* _WHAT THE EXERCISE ASKS_: Count the lines of the records below that hold the word "data", and give only the number.

* _SOURCE RECORDS_:
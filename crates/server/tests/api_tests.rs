//! API tests against the in-process router.

mod common;

use axum::http::StatusCode;
use common::{fixtures, TestFixture};
use serde_json::json;

const START: &str = "2024-12-21T01:01:00";
const PASS_ID: &str = "terra_202412210101";

#[tokio::test]
async fn test_health_at_root_and_api() {
    let fixture = TestFixture::new().await;

    let response = fixture.get("/health").await;
    assert_status!(response, StatusCode::OK);
    assert_eq!(response.body["status"], "ok");

    let response = fixture.get("/api/v1/health").await;
    assert_status!(response, StatusCode::OK);
}

#[tokio::test]
async fn test_config_exposes_pipelines() {
    let fixture = TestFixture::new().await;

    let response = fixture.get("/api/v1/config").await;
    assert_status!(response, StatusCode::OK);
    assert_eq!(response.body["pipelines"]["terra"]["stages"][0]["name"], "decode");
    assert_eq!(response.body["orchestrator"]["max_concurrent_stages"], 2);
}

#[tokio::test]
async fn test_trigger_creates_pass() {
    let fixture = TestFixture::new().await;

    let response = fixture.trigger_terra(START, fixtures::TERRA_FILE).await;
    assert_status!(response, StatusCode::ACCEPTED);
    assert_eq!(response.body["accepted"], true);

    let body = fixture.wait_for_passes(1).await;
    let pass = &body["passes"][0];
    assert_eq!(pass["id"], PASS_ID);
    assert_eq!(pass["platform"], "terra");
    assert_eq!(pass["ready"], true);
    assert_eq!(pass["current_stage"], "decode");

    let response = fixture.get(&format!("/api/v1/passes/{}", PASS_ID)).await;
    assert_status!(response, StatusCode::OK);
    assert_eq!(response.body["status"]["status"], "active");
    assert_eq!(response.body["stages"].as_array().unwrap().len(), 3);
}

#[tokio::test]
async fn test_repeated_trigger_merges() {
    let fixture = TestFixture::new().await;

    fixture.trigger_terra(START, fixtures::TERRA_FILE).await;
    fixture.trigger_terra(START, fixtures::TERRA_FILE).await;
    fixture.wait_for_audit("event_type=pass_merged", 1).await;

    let body = fixture.wait_for_passes(1).await;
    assert_eq!(body["passes"][0]["events_merged"], 2);
}

#[tokio::test]
async fn test_invalid_trigger_is_accepted_but_ignored() {
    let fixture = TestFixture::new().await;

    let response = fixture
        .post(
            "/api/v1/triggers",
            json!({
                "topic": "/XLBANDANTENNA/TERRA/ISP",
                "type": "file",
                "data": { "platform_name": "NOAA-20", "start_time": START, "uri": "/data/x" }
            }),
        )
        .await;
    assert_status!(response, StatusCode::ACCEPTED);

    tokio::time::sleep(std::time::Duration::from_millis(50)).await;
    let response = fixture.get("/api/v1/passes").await;
    assert_eq!(response.body["total"], 0);
}

#[tokio::test]
async fn test_malformed_trigger_rejected() {
    let fixture = TestFixture::new().await;

    let response = fixture
        .post("/api/v1/triggers", json!({ "topic": "/EOS" }))
        .await;
    assert!(response.status.is_client_error());
}

#[tokio::test]
async fn test_unknown_pass_is_404() {
    let fixture = TestFixture::new().await;

    let response = fixture.get("/api/v1/passes/terra_209901010000").await;
    assert_status!(response, StatusCode::NOT_FOUND);
    assert!(response.body["error"].as_str().unwrap().contains("not found"));

    let response = fixture
        .post_empty("/api/v1/passes/terra_209901010000/abort")
        .await;
    assert_status!(response, StatusCode::NOT_FOUND);
}

#[tokio::test]
async fn test_abort_pass() {
    let fixture = TestFixture::new().await;
    fixture.trigger_terra(START, fixtures::TERRA_FILE).await;
    fixture.wait_for_passes(1).await;

    let response = fixture
        .post(
            &format!("/api/v1/passes/{}/abort", PASS_ID),
            json!({ "reason": "antenna maintenance" }),
        )
        .await;
    assert_status!(response, StatusCode::OK);
    assert_eq!(response.body["pass_id"], PASS_ID);
    assert_eq!(response.body["status"]["status"], "aborted");
    assert_eq!(response.body["status"]["reason"], "antenna maintenance");
    assert!(response.body["stages"]
        .as_array()
        .unwrap()
        .iter()
        .all(|s| s["state"]["state"] == "skipped"));

    // Finished passes leave the live set
    let response = fixture.get(&format!("/api/v1/passes/{}", PASS_ID)).await;
    assert_status!(response, StatusCode::NOT_FOUND);

    let body = fixture
        .wait_for_audit(&format!("event_type=pass_aborted&pass_id={}", PASS_ID), 1)
        .await;
    assert_eq!(body["events"][0]["data"]["reason"], "antenna maintenance");
}

#[tokio::test]
async fn test_abort_without_body_uses_default_reason() {
    let fixture = TestFixture::new().await;
    fixture.trigger_terra(START, fixtures::TERRA_FILE).await;
    fixture.wait_for_passes(1).await;

    let response = fixture
        .post_empty(&format!("/api/v1/passes/{}/abort", PASS_ID))
        .await;
    assert_status!(response, StatusCode::OK);
    assert_eq!(response.body["status"]["reason"], "aborted by operator");
}

#[tokio::test]
async fn test_orchestrator_runs_triggered_pass() {
    let fixture = TestFixture::with_orchestrator().await;

    fixture.trigger_terra(START, fixtures::TERRA_FILE).await;
    let body = fixture
        .wait_for_audit(&format!("event_type=pass_completed&pass_id={}", PASS_ID), 1)
        .await;
    assert_eq!(body["events"][0]["data"]["stages_run"], 3);

    let body = fixture.wait_for_audit("event_type=stage_succeeded", 3).await;
    assert_eq!(body["total"], 3);
    assert_eq!(fixture.runner.run_count().await, 3);

    let response = fixture.get("/api/v1/orchestrator/status").await;
    assert_status!(response, StatusCode::OK);
    assert_eq!(response.body["running"], true);
    assert_eq!(response.body["reports_sent"], 1);

    fixture.orchestrator.stop().await;
}

#[tokio::test]
async fn test_orchestrator_status_when_stopped() {
    let fixture = TestFixture::new().await;

    let response = fixture.get("/api/v1/orchestrator/status").await;
    assert_status!(response, StatusCode::OK);
    assert_eq!(response.body["running"], false);
    assert_eq!(response.body["live_passes"], 0);
    assert_eq!(response.body["in_flight"], 0);
}

#[tokio::test]
async fn test_audit_pagination() {
    let fixture = TestFixture::new().await;
    fixture.trigger_terra(START, fixtures::TERRA_FILE).await;
    fixture
        .trigger_terra("2024-12-21T03:00:00", "P0420064AAAAAAAAAAAAAA24356030000001.PDS")
        .await;
    fixture.wait_for_audit("event_type=pass_created", 2).await;

    let response = fixture
        .get("/api/v1/audit?event_type=pass_created&limit=1&offset=1")
        .await;
    assert_status!(response, StatusCode::OK);
    assert_eq!(response.body["total"], 2);
    assert_eq!(response.body["limit"], 1);
    assert_eq!(response.body["offset"], 1);
    assert_eq!(response.body["events"].as_array().unwrap().len(), 1);
}

#[tokio::test]
async fn test_metrics_endpoint() {
    let fixture = TestFixture::new().await;
    fixture.trigger_terra(START, fixtures::TERRA_FILE).await;
    fixture.wait_for_passes(1).await;

    let (status, text) = fixture.get_text("/metrics").await;
    assert_eq!(status, StatusCode::OK);
    assert!(text.contains("modis_runner_http_requests_total"));
    assert!(text.contains("modis_runner_passes_by_stage"));
    assert!(text.contains("modis_runner_orchestrator_running"));
}

#[tokio::test]
async fn test_pass_history_outlives_the_pass() {
    let fixture = TestFixture::new().await;
    fixture.trigger_terra(START, fixtures::TERRA_FILE).await;
    fixture.wait_for_passes(1).await;
    fixture
        .post_empty(&format!("/api/v1/passes/{}/abort", PASS_ID))
        .await;
    fixture
        .wait_for_audit("event_type=pass_created,pass_aborted", 2)
        .await;

    let response = fixture
        .get(&format!("/api/v1/passes/{}/history", PASS_ID))
        .await;
    assert_status!(response, StatusCode::OK);
    let types: Vec<&str> = response.body["events"]
        .as_array()
        .unwrap()
        .iter()
        .map(|e| e["event_type"].as_str().unwrap())
        .collect();
    assert_eq!(types, vec!["pass_created", "pass_aborted"]);

    let response = fixture.get("/api/v1/passes/aqua_209901010000/history").await;
    assert_status!(response, StatusCode::NOT_FOUND);
}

* _WRITTEN SOLUTION_: 3